* _What to produce_
Every line below that has the string "Relaxed" needs to be copied.

——

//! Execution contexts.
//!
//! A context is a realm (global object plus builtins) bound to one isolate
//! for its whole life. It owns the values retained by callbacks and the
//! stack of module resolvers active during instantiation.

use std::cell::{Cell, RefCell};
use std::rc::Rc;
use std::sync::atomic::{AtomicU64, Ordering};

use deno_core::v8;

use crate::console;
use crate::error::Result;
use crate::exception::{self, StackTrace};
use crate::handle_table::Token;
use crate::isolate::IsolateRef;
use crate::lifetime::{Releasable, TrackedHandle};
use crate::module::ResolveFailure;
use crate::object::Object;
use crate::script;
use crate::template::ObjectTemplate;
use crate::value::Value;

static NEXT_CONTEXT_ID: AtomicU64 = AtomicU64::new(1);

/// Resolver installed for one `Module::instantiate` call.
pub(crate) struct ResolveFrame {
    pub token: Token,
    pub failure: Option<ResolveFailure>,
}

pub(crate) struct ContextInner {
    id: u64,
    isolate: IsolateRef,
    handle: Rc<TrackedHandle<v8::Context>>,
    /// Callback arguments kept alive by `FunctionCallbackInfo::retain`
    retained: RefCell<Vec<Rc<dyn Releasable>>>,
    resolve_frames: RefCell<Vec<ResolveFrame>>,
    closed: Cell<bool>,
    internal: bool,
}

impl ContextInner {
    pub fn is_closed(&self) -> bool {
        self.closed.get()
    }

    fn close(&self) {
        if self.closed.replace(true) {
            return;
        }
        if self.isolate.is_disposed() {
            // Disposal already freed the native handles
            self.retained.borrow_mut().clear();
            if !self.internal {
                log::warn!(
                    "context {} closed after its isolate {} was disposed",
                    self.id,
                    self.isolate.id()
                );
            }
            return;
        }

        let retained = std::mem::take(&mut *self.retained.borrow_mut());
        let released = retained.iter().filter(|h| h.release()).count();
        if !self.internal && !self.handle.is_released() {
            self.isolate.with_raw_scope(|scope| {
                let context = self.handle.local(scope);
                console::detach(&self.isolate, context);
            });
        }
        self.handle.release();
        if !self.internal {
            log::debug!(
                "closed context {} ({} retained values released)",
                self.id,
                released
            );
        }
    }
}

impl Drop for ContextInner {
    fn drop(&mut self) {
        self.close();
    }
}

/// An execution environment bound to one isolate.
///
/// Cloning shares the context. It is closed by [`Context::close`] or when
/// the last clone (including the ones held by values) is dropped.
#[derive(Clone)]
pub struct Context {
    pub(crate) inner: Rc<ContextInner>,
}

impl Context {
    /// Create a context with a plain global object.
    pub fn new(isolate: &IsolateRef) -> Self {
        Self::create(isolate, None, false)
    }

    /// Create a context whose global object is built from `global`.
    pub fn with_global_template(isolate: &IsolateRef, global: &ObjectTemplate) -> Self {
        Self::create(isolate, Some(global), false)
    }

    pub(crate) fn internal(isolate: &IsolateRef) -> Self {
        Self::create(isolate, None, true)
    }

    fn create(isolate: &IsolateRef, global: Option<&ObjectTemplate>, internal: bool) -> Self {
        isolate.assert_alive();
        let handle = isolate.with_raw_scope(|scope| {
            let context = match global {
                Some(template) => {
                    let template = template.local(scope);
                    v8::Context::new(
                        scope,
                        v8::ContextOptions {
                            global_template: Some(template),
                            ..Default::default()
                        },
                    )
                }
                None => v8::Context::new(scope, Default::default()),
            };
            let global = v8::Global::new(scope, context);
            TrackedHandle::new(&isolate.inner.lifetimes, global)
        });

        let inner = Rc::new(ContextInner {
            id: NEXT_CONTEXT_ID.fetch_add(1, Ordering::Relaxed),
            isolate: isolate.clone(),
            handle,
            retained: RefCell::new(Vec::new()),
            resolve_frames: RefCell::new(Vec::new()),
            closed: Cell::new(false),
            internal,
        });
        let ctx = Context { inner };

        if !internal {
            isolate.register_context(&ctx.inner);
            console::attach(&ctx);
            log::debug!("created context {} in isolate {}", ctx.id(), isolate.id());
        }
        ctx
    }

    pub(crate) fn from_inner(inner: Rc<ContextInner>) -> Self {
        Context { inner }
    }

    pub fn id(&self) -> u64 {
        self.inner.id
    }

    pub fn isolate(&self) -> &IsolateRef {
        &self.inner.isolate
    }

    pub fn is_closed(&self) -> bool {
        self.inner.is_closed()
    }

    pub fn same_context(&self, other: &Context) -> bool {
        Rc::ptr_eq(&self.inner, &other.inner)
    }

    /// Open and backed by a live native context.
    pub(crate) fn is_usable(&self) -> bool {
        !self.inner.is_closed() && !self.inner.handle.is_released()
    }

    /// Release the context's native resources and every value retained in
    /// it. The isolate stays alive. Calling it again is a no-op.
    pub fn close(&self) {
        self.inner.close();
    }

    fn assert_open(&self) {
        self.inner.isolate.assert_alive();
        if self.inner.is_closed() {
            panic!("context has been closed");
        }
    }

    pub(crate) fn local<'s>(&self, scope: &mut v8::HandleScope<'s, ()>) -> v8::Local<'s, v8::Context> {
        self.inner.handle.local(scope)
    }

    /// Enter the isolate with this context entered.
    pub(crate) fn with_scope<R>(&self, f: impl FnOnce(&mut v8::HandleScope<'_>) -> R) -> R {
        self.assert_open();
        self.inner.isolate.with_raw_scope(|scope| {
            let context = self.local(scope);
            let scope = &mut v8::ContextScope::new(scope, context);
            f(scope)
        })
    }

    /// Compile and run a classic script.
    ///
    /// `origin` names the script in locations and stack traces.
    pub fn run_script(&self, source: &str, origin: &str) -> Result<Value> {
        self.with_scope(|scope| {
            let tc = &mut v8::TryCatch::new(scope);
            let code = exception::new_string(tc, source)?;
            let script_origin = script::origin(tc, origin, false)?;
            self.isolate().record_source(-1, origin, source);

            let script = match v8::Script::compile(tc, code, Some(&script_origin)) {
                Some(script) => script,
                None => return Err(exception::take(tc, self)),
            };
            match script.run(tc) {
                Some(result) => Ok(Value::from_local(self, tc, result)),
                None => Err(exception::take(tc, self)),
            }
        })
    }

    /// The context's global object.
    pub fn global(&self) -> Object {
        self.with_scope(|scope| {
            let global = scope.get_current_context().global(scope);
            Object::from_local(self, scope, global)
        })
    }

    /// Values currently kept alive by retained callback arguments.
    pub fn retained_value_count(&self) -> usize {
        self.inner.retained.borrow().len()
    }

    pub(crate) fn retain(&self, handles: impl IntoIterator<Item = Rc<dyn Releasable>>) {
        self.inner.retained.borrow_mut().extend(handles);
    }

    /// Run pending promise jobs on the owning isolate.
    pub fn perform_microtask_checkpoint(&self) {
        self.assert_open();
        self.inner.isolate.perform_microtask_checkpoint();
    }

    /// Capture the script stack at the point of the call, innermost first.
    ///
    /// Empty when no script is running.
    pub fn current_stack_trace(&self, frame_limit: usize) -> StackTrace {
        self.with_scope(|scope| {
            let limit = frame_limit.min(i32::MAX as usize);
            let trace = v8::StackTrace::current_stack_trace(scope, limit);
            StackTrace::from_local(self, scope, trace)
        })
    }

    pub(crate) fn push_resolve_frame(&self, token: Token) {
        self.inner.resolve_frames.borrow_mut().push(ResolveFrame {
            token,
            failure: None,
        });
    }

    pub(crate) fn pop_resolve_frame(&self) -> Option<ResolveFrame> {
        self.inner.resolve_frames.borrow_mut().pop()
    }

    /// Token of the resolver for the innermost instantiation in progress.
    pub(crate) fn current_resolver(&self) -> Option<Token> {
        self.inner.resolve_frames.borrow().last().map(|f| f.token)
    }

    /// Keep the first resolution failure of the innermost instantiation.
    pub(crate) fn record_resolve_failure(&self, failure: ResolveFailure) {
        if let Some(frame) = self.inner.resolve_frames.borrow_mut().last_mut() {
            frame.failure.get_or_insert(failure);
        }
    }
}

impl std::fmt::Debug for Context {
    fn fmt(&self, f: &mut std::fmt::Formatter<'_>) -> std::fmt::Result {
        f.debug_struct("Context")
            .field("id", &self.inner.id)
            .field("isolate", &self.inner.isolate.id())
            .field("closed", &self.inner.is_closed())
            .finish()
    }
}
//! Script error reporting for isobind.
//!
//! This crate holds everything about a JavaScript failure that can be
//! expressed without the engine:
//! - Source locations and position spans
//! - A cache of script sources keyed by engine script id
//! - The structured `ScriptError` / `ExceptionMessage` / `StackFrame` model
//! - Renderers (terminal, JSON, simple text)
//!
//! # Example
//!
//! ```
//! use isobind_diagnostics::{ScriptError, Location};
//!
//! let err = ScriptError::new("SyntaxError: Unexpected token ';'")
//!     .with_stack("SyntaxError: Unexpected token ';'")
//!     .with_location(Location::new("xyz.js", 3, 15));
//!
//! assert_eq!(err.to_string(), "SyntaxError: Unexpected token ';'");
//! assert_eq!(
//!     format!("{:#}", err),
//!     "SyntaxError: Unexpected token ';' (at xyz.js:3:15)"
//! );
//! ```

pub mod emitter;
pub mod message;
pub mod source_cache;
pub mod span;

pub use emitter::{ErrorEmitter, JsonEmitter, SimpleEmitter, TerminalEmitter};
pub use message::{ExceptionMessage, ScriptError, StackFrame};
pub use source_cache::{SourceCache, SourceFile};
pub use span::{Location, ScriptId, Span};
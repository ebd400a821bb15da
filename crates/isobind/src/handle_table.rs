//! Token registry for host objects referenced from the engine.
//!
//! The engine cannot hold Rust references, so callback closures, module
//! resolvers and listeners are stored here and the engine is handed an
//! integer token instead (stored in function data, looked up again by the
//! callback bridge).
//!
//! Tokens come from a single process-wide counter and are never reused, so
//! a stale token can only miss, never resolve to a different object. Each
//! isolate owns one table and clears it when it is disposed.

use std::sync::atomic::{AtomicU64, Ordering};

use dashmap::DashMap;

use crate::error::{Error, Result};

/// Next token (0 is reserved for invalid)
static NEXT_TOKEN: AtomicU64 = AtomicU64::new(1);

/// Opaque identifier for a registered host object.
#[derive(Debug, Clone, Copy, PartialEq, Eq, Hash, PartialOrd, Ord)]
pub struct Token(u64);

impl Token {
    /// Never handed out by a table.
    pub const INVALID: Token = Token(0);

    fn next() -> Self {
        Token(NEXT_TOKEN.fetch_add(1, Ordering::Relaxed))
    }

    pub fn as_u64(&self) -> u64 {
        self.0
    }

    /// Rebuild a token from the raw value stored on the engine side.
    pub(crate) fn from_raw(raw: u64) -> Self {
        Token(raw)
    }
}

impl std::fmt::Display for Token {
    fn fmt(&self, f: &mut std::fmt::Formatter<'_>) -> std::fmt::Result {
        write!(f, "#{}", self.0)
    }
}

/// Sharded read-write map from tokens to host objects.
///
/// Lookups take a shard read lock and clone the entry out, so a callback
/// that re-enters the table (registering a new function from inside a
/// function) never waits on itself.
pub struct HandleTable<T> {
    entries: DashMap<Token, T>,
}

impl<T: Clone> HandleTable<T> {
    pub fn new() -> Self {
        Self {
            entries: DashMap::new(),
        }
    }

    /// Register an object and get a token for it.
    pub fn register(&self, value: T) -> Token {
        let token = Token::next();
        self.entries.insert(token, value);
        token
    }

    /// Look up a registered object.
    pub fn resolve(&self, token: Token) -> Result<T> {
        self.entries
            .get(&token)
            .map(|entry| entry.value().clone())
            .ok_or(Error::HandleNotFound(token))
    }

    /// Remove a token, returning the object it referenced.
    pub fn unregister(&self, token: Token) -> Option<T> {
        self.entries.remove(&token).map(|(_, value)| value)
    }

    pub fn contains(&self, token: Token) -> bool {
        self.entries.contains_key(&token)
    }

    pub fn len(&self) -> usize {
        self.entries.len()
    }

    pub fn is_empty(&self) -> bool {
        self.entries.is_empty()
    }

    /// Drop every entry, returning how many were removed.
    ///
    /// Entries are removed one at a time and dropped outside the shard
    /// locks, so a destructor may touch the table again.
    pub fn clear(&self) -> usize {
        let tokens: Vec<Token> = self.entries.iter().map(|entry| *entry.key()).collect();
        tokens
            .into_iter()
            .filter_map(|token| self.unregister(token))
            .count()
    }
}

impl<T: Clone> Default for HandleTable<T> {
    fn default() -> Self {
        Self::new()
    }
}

——

* _Answer to this task_
            id: NEXT_CONTEXT_ID.fetch_add(1, Ordering::Relaxed),
        Token(NEXT_TOKEN.fetch_add(1, Ordering::Relaxed))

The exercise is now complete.